▶ _YOUR OBJECTIVE_: Extract the lines from the first line of the records below through the line containing "impl From<TransactionWithCategory> for", inclusive, and reproduce them exactly as written.
#### THE INPUT ####
use serde::{Deserialize, Serialize};
use time::{Date, OffsetDateTime};
use uuid::Uuid;

use crate::transactions::repo::TransactionWithCategory;

time::serde::format_description!(iso_date, Date, "[year]-[month]-[day]");

/// Request body for creating a transaction. Fields are optional so missing
/// input becomes a 400 with a message instead of a deserialize rejection.
#[derive(Debug, Deserialize)]
pub struct CreateTransactionRequest {
    pub amount: Option<f64>,
    #[serde(rename = "type")]
    pub kind: Option<String>,
    pub description: Option<String>,
    #[serde(default, with = "iso_date::option")]
    pub date: Option<Date>,
    pub category: Option<Uuid>,
}

/// Request body for a partial transaction update. An absent `description`
/// keeps the stored value; an explicit `""` clears it.
#[derive(Debug, Deserialize)]
pub struct UpdateTransactionRequest {
    pub amount: Option<f64>,
    #[serde(rename = "type")]
    pub kind: Option<String>,
    pub description: Option<String>,
    #[serde(default, with = "iso_date::option")]
    pub date: Option<Date>,
    pub category: Option<Uuid>,
}

/// Category details embedded in transaction responses.
#[derive(Debug, Clone, Serialize)]
pub struct CategoryRef {
    pub id: Uuid,
    pub name: String,
    #[serde(rename = "type")]
    pub kind: String,
}

/// Transaction as returned to clients, with the category reference expanded.
/// `category` is null when the referenced category no longer exists.
#[derive(Debug, Serialize)]
pub struct TransactionResponse {
    pub id: Uuid,
    pub user_id: Uuid,
    pub amount: f64,
    #[serde(rename = "type")]
    pub kind: String,
    pub description: String,
    pub date: Date,
    pub category: Option<CategoryRef>,
    pub created_at: OffsetDateTime,
    pub updated_at: OffsetDateTime,
}

impl From<TransactionWithCategory> for TransactionResponse {
    fn from(row: TransactionWithCategory) -> Self {
        let category = match (row.category_name, row.category_kind) {
            (Some(name), Some(kind)) => Some(CategoryRef {
                id: row.category_id,
                name,
                kind,
            }),
            _ => None,
        };
        Self {
            id: row.id,
            user_id: row.user_id,
            amount: row.amount,
            kind: row.kind,
            description: row.description,
            date: row.date,
            category,
            created_at: row.created_at,
            updated_at: row.updated_at,
        }
    }
}

pub(crate) fn valid_entry_type(kind: &str) -> bool {
    matches!(kind, "income" | "expense")
}

#[cfg(test)]
mod tests {
    use super::*;
    use time::macros::date;

    #[test]
    fn entry_types_are_income_or_expense() {
        assert!(valid_entry_type("income"));
        assert!(valid_entry_type("expense"));
        assert!(!valid_entry_type("savings"));
        assert!(!valid_entry_type(""));
    }

    #[test]
    fn create_request_parses_iso_date() {
        let req: CreateTransactionRequest = serde_json::from_str(
            r#"{
                "amount": 15000.0,
                "type": "expense",
                "date": "2024-01-01",
                "category": "8f2e1b34-9c7d-4a16-b5e8-0d3f6a291c45"
            }"#,
        )
        .expect("deserialize");
        assert_eq!(req.amount, Some(15000.0));
        assert_eq!(req.kind.as_deref(), Some("expense"));
        assert_eq!(req.date, Some(date!(2024 - 01 - 01)));
        assert!(req.description.is_none());
    }

    #[test]
    fn description_absent_and_empty_are_distinct() {
        let absent: UpdateTransactionRequest =
            serde_json::from_str(r#"{"amount": 10.0}"#).expect("deserialize");
        assert!(absent.description.is_none());

        let cleared: UpdateTransactionRequest =
            serde_json::from_str(r#"{"description": ""}"#).expect("deserialize");
        assert_eq!(cleared.description.as_deref(), Some(""));
    }

    #[test]
    fn response_expands_category_fields() {
        let row = TransactionWithCategory {
            id: uuid::Uuid::new_v4(),
            user_id: uuid::Uuid::new_v4(),
            category_id: uuid::Uuid::new_v4(),
            amount: 15000.0,
            kind: "expense".to_string(),
            description: String::new(),
            date: date!(2024 - 01 - 01),
            created_at: OffsetDateTime::UNIX_EPOCH,
            updated_at: OffsetDateTime::UNIX_EPOCH,
            category_name: Some("Food".to_string()),
            category_kind: Some("expense".to_string()),
        };
        let resp = TransactionResponse::from(row);
        let json = serde_json::to_value(&resp).expect("serialize");
        assert_eq!(json["type"], "expense");
        assert_eq!(json["category"]["name"], "Food");
        assert_eq!(json["category"]["type"], "expense");
    }

    #[test]
    fn dangling_category_expands_to_null() {
        let row = TransactionWithCategory {
            id: uuid::Uuid::new_v4(),
            user_id: uuid::Uuid::new_v4(),
            category_id: uuid::Uuid::new_v4(),
            amount: 1.0,
            kind: "income".to_string(),
            description: "stale".to_string(),
            date: date!(2024 - 06 - 15),
            created_at: OffsetDateTime::UNIX_EPOCH,
            updated_at: OffsetDateTime::UNIX_EPOCH,
            category_name: None,
            category_kind: None,
        };
        let resp = TransactionResponse::from(row);
        let json = serde_json::to_value(&resp).expect("serialize");
        assert!(json["category"].is_null());
    }
}
use anyhow::{Context, bail};
use clap::{Parser, Subcommand};
use std::fs;
use std::path::{Path, PathBuf};
use tracing::{Level, info};
use walkdir::WalkDir;
use xpak::PackArchive;

#[derive(Parser)]
#[command(
    name = "xpak",
    about = "Build, inspect, and extract obfuscated pack files",
    version,
    author
)]
struct Cli {
    /// Set the logging level
    #[arg(short, long, value_enum, default_value = "info")]
    log_level: LogLevel,

    #[command(subcommand)]
    command: Commands,
}

#[derive(clap::ValueEnum, Clone, Copy, Debug)]
enum LogLevel {
    Trace,
    Debug,
    Info,
    Warn,
    Error,
}

impl From<LogLevel> for Level {
    fn from(level: LogLevel) -> Self {
        match level {
            LogLevel::Trace => Level::TRACE,
            LogLevel::Debug => Level::DEBUG,
            LogLevel::Info => Level::INFO,
            LogLevel::Warn => Level::WARN,
            LogLevel::Error => Level::ERROR,
        }
    }
}

#[derive(Subcommand)]
enum Commands {
    /// Build a new pack from a directory tree
    Pack {
        /// Directory to package
        input: PathBuf,
        /// Pack file to create
        archive: PathBuf,
    },
    /// Extract every entry of a pack into a directory
    Unpack {
        /// Pack file to read
        archive: PathBuf,
        /// Destination directory
        output: PathBuf,
    },
    /// List pack entries
    List {
        /// Pack file to read
        archive: PathBuf,
        /// Print offset, size, hash, and flags per entry
        #[arg(short, long)]
        verbose: bool,
    },
    /// Add or replace a single file in an existing pack
    Add {
        /// Pack file to modify
        archive: PathBuf,
        /// Path of the entry inside the pack
        path: String,
        /// Local file providing the content
        file: PathBuf,
        /// Extract the previous content here before replacing
        #[arg(long)]
        backup_dir: Option<PathBuf>,
    },
}

fn main() -> anyhow::Result<()> {
    let cli = Cli::parse();

    tracing_subscriber::fmt()
        .with_max_level(Level::from(cli.log_level))
        .with_target(false)
        .init();

    match cli.command {
        Commands::Pack { input, archive } => pack(&input, &archive),
        Commands::Unpack { archive, output } => unpack(&archive, &output),
        Commands::List { archive, verbose } => list(&archive, verbose),
        Commands::Add {
            archive,
            path,
            file,
            backup_dir,
        } => add(&archive, &path, &file, backup_dir.as_deref()),
    }
}

fn pack(input: &Path, archive_path: &Path) -> anyhow::Result<()> {
    if !input.is_dir() {
        bail!("input {:?} is not a directory", input);
    }

    let mut archive = PackArchive::create(archive_path)
        .with_context(|| format!("creating {archive_path:?}"))?;

    let mut files = 0usize;
    let mut directories = 0usize;
    for item in WalkDir::new(input).min_depth(1) {
        let item = item?;
        let rel = item
            .path()
            .strip_prefix(input)?
            .to_str()
            .with_context(|| format!("non-UTF-8 path {:?}", item.path()))?
            .to_owned();

        if item.file_type().is_dir() {
            archive.add_directory(&rel)?;
            directories += 1;
        } else if item.file_type().is_file() {
            let content = fs::read(item.path())
                .with_context(|| format!("reading {:?}", item.path()))?;
            archive.add_file(&rel, &content, None)?;
            files += 1;
        }
    }

    archive.finalize(false)?;
    info!("packed {files} files and {directories} directories into {archive_path:?}");
    Ok(())
}

fn unpack(archive_path: &Path, output: &Path) -> anyhow::Result<()> {
    let mut archive =
        PackArchive::open(archive_path).with_context(|| format!("opening {archive_path:?}"))?;
    fs::create_dir_all(output)?;
    archive.extract_all(output)?;
    info!("extracted {} entries to {output:?}", archive.len());
    Ok(())
}

fn list(archive_path: &Path, verbose: bool) -> anyhow::Result<()> {
    let archive =
        PackArchive::open(archive_path).with_context(|| format!("opening {archive_path:?}"))?;

    for entry in archive.entries() {
        if verbose {
            println!(
                "{}  off={} size={} hash={:016x} kind={}",
                entry.name, entry.file_offset, entry.file_size, entry.path_hash, entry.flags
            );
        } else {
            println!("{}", entry.name);
        }
    }
    Ok(())
}

fn add(
    archive_path: &Path,
    entry_path: &str,
    file: &Path,
    backup_dir: Option<&Path>,
) -> anyhow::Result<()> {
    let content = fs::read(file).with_context(|| format!("reading {file:?}"))?;

    let mut archive =
        PackArchive::open(archive_path).with_context(|| format!("opening {archive_path:?}"))?;
    let replacing = archive.exists(entry_path);
    archive.add_file(entry_path, &content, backup_dir)?;
    // Overwrite the table in place when nothing grew; the engine falls back
    // to appending otherwise.
    archive.finalize(true)?;

    info!(
        "{} {entry_path} ({} bytes) in {archive_path:?}",
        if replacing { "replaced" } else { "added" },
        content.len()
    );
    Ok(())
}
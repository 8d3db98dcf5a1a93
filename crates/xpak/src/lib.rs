//! Pack-file archive engine with an obfuscated fixed-size directory table
//!
//! A pack is a single container of `[payload region][32 MiB directory table
//! region]`. Members are addressed by a 64-bit hash of their normalized path
//! (case- and slash-insensitive), described by fixed 256-byte records, and
//! the table region is XOR-obfuscated as one block with a key baked into the
//! format. Replacing a member reuses its payload region in place when the new
//! content fits, and appends otherwise.

pub mod archive;
pub mod entry;
pub mod error;
pub mod hash;
pub mod obfuscate;
pub mod table;

pub use archive::PackArchive;
pub use entry::{DirEntry, EntryFlags, ENTRY_SIZE, NAME_CAP};
pub use error::{PackError, Result};
pub use hash::path_hash;
pub use obfuscate::PACK_KEY;
pub use table::{DirectoryTable, MAX_ENTRIES, TABLE_SIZE};
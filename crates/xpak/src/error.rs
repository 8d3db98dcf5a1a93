//! Error types for pack archive operations

use std::io;
use std::path::PathBuf;
use thiserror::Error;

#[derive(Error, Debug)]
pub enum PackError {
    #[error("IO error: {0}")]
    Io(#[from] io::Error),

    #[error("Archive not found: {0}")]
    NotFound(PathBuf),

    #[error("Entry not found: {0}")]
    EntryNotFound(String),

    #[error("Corrupt directory table: {0}")]
    CorruptTable(String),

    #[error("Too many entries: {count} > {capacity}")]
    TooManyEntries { count: usize, capacity: usize },
}

pub type Result<T> = std::result::Result<T, PackError>;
####
▶ _ANSWER BELOW_:
use serde::{Deserialize, Serialize};
use time::{Date, OffsetDateTime};
use uuid::Uuid;

use crate::transactions::repo::TransactionWithCategory;

time::serde::format_description!(iso_date, Date, "[year]-[month]-[day]");

/// Request body for creating a transaction. Fields are optional so missing
/// input becomes a 400 with a message instead of a deserialize rejection.
#[derive(Debug, Deserialize)]
pub struct CreateTransactionRequest {
    pub amount: Option<f64>,
    #[serde(rename = "type")]
    pub kind: Option<String>,
    pub description: Option<String>,
    #[serde(default, with = "iso_date::option")]
    pub date: Option<Date>,
    pub category: Option<Uuid>,
}

/// Request body for a partial transaction update. An absent `description`
/// keeps the stored value; an explicit `""` clears it.
#[derive(Debug, Deserialize)]
pub struct UpdateTransactionRequest {
    pub amount: Option<f64>,
    #[serde(rename = "type")]
    pub kind: Option<String>,
    pub description: Option<String>,
    #[serde(default, with = "iso_date::option")]
    pub date: Option<Date>,
    pub category: Option<Uuid>,
}

/// Category details embedded in transaction responses.
#[derive(Debug, Clone, Serialize)]
pub struct CategoryRef {
    pub id: Uuid,
    pub name: String,
    #[serde(rename = "type")]
    pub kind: String,
}

/// Transaction as returned to clients, with the category reference expanded.
/// `category` is null when the referenced category no longer exists.
#[derive(Debug, Serialize)]
pub struct TransactionResponse {
    pub id: Uuid,
    pub user_id: Uuid,
    pub amount: f64,
    #[serde(rename = "type")]
    pub kind: String,
    pub description: String,
    pub date: Date,
    pub category: Option<CategoryRef>,
    pub created_at: OffsetDateTime,
    pub updated_at: OffsetDateTime,
}

impl From<TransactionWithCategory> for TransactionResponse {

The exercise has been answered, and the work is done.